IPO Analysis

Burger King IPO: Information Analysis

The franchise of the second-largest fast-food burger brand has come up with its IPO. What is there for investors? Here is our analysis.

Burger King IPO: Information Analysis

Burger King IPO: Information Analysis

The company is the national master franchisee of the Burger King brand in India, which is the world's second-largest fast-food burger brand in terms of the number of restaurants. The Burger King brand has a global network of 18,675 restaurants in more than 100 countries. In India, it is one of the fastest-growing international QSR (Quick Service Restaurant) chains since its launch in the country.

Having a market share of 5 per cent in India's Rs 348-billion QSR market, the national master franchisee of the brand had 261 outlets across 17 states as on September 30, 2020, with QSR Asia as its holding company. Its restaurants are primarily located in four different locations, comprising high streets, shopping malls, food courts and drive-thru outlets.

Strengths

  • It is the national master franchisee of the Burger King brand in India, with exclusive rights to develop, establish, operate and franchise Burger King-branded restaurants in India.
  • It offers a variety of value meals in a wide range of vegetarian and non-vegetarian offerings.
  • Increased urbanisation, rising working population and income levels and the growing demand for fast food are some of the key growth drivers for the company.
  • Also, the growing penetration of smartphones and the internet in India and the growing demand for online food delivery are some other tailwinds.
  • Quick service restaurants are expected to grow at a rate of 19 per cent over the next five years.
  • The company intends to open 700 outlets from currently 261 till December 31, 2026.

Risks/Concerns

  • Change in the eating pattern owing to the pandemic and increasing awareness for a healthy lifestyle may adversely affect the company.
  • The company has reported losses in the last four financial years and may incur losses in the near future.
  • It operates in a highly competitive market and faces stiff competition from other QSR chains, such as Domino's, McDonald's, Subway, to name a few. Besides, there is competition from local unorganised players.

Total IPO size: Rs 810 crore
Purpose of issue: Disinvestment of the stake by QSR Asia
Fresh issue: Rs 450 crore
Offer for sale: Rs 360 crore

Additional details
Price band: Rs 59-60
Subscription dates: December 2-4
ROE (FY20): -29.2 per cent
Revenue (FY20): Rs 847 crore
Profit after tax (FY20): Rs. -77 crore (Loss)
Post-IPO, promoter holding: 60 per cent
Post-IPO, market cap: Rs 2259-2290 crore
Total debt: 196 crore
Net worth (Post IPO): Rs 669 crore (as on Sep 30, 2020)
Price/earnings ratio: NA
Price/book ratio: 3.4
Retail allocation: 10 per cent

IPO Questions

Company / Business

1. Are the company's earnings before tax more than Rs 50 cr in the last twelve months?
No, the company reported a loss of Rs 76 crore before tax in FY20. Also, the company has been reporting losses since FY17.

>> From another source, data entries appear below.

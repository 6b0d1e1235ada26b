//! The thread façade handed to handlers.
//!
//! A `Thread` is a short-lived handle bound to one `(adapter, thread id)`
//! pair. Handlers receive a fresh instance per delivery and there are no
//! identity guarantees across deliveries. It carries lookup handles only:
//! the bot keeps ownership of the adapters and the state adapter.

use std::sync::Arc;

use crate::adapter::ChatAdapter;
use crate::error::AdapterError;
use crate::state::StateAdapter;
use crate::state::StateError;
use crate::thread_id::ThreadId;
use crate::types::Outgoing;

#[derive(Clone)]
pub struct Thread {
    thread_id: ThreadId,
    adapter: Arc<dyn ChatAdapter>,
    state: Arc<dyn StateAdapter>,
}

impl Thread {
    pub fn new(
        thread_id: ThreadId,
        adapter: Arc<dyn ChatAdapter>,
        state: Arc<dyn StateAdapter>,
    ) -> Self {
        Self {
            thread_id,
            adapter,
            state,
        }
    }

    pub fn id(&self) -> &ThreadId {
        &self.thread_id
    }

    /// The platform adapter this thread belongs to.
    pub fn adapter(&self) -> &Arc<dyn ChatAdapter> {
        &self.adapter
    }

    /// Mark this thread as attended: subsequent non-bot messages in it are
    /// delivered to subscribed-message handlers.
    pub async fn subscribe(&self) -> Result<(), StateError> {
        self.state.subscribe(&self.thread_id).await
    }

    pub async fn unsubscribe(&self) -> Result<(), StateError> {
        self.state.unsubscribe(&self.thread_id).await
    }

    pub async fn is_subscribed(&self) -> Result<bool, StateError> {
        self.state.is_subscribed(&self.thread_id).await
    }

    /// Post into the thread; the returned handle can edit or delete the
    /// message later.
    pub async fn post(&self, content: impl Into<Outgoing>) -> Result<PostedMessage, AdapterError> {
        let content = content.into();
        let id = self
            .adapter
            .post_message(&self.thread_id, &content)
            .await?;
        Ok(PostedMessage {
            id,
            thread_id: self.thread_id.clone(),
            adapter: Arc::clone(&self.adapter),
        })
    }

    pub async fn start_typing(&self) -> Result<(), AdapterError> {
        self.adapter.start_typing(&self.thread_id).await
    }

    /// React to a message in this thread with a normalized emoji key.
    pub async fn add_reaction(&self, message_id: &str, emoji: &str) -> Result<(), AdapterError> {
        self.adapter
            .add_reaction(&self.thread_id, message_id, emoji)
            .await
    }

    pub async fn remove_reaction(&self, message_id: &str, emoji: &str) -> Result<(), AdapterError> {
        self.adapter
            .remove_reaction(&self.thread_id, message_id, emoji)
            .await
    }
}

/// Handle to a message the bot posted.
#[derive(Clone)]
pub struct PostedMessage {
    id: String,
    thread_id: ThreadId,
    adapter: Arc<dyn ChatAdapter>,
}

impl PostedMessage {
    pub fn id(&self) -> &str {
        &self.id
    }

    pub async fn edit(&self, content: impl Into<Outgoing>) -> Result<(), AdapterError> {
        self.adapter
            .edit_message(&self.thread_id, &self.id, &content.into())
            .await
    }

    pub async fn delete(&self) -> Result<(), AdapterError> {
        self.adapter.delete_message(&self.thread_id, &self.id).await
    }
}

2. Will the company be able to scale up its business?
Yes, the company has been continuously opening up new outlets since its inception in India, with 261 outlets as on September 30, 2020. The company intends to open at least 700 outlets by December 31, 2026.

3. Does the company have recognisable brand/s, truly valued by its customers?
Yes, Burger King is the second-largest fast-food burger brand globally, with a network of 18,675 restaurants in more than 100 countries.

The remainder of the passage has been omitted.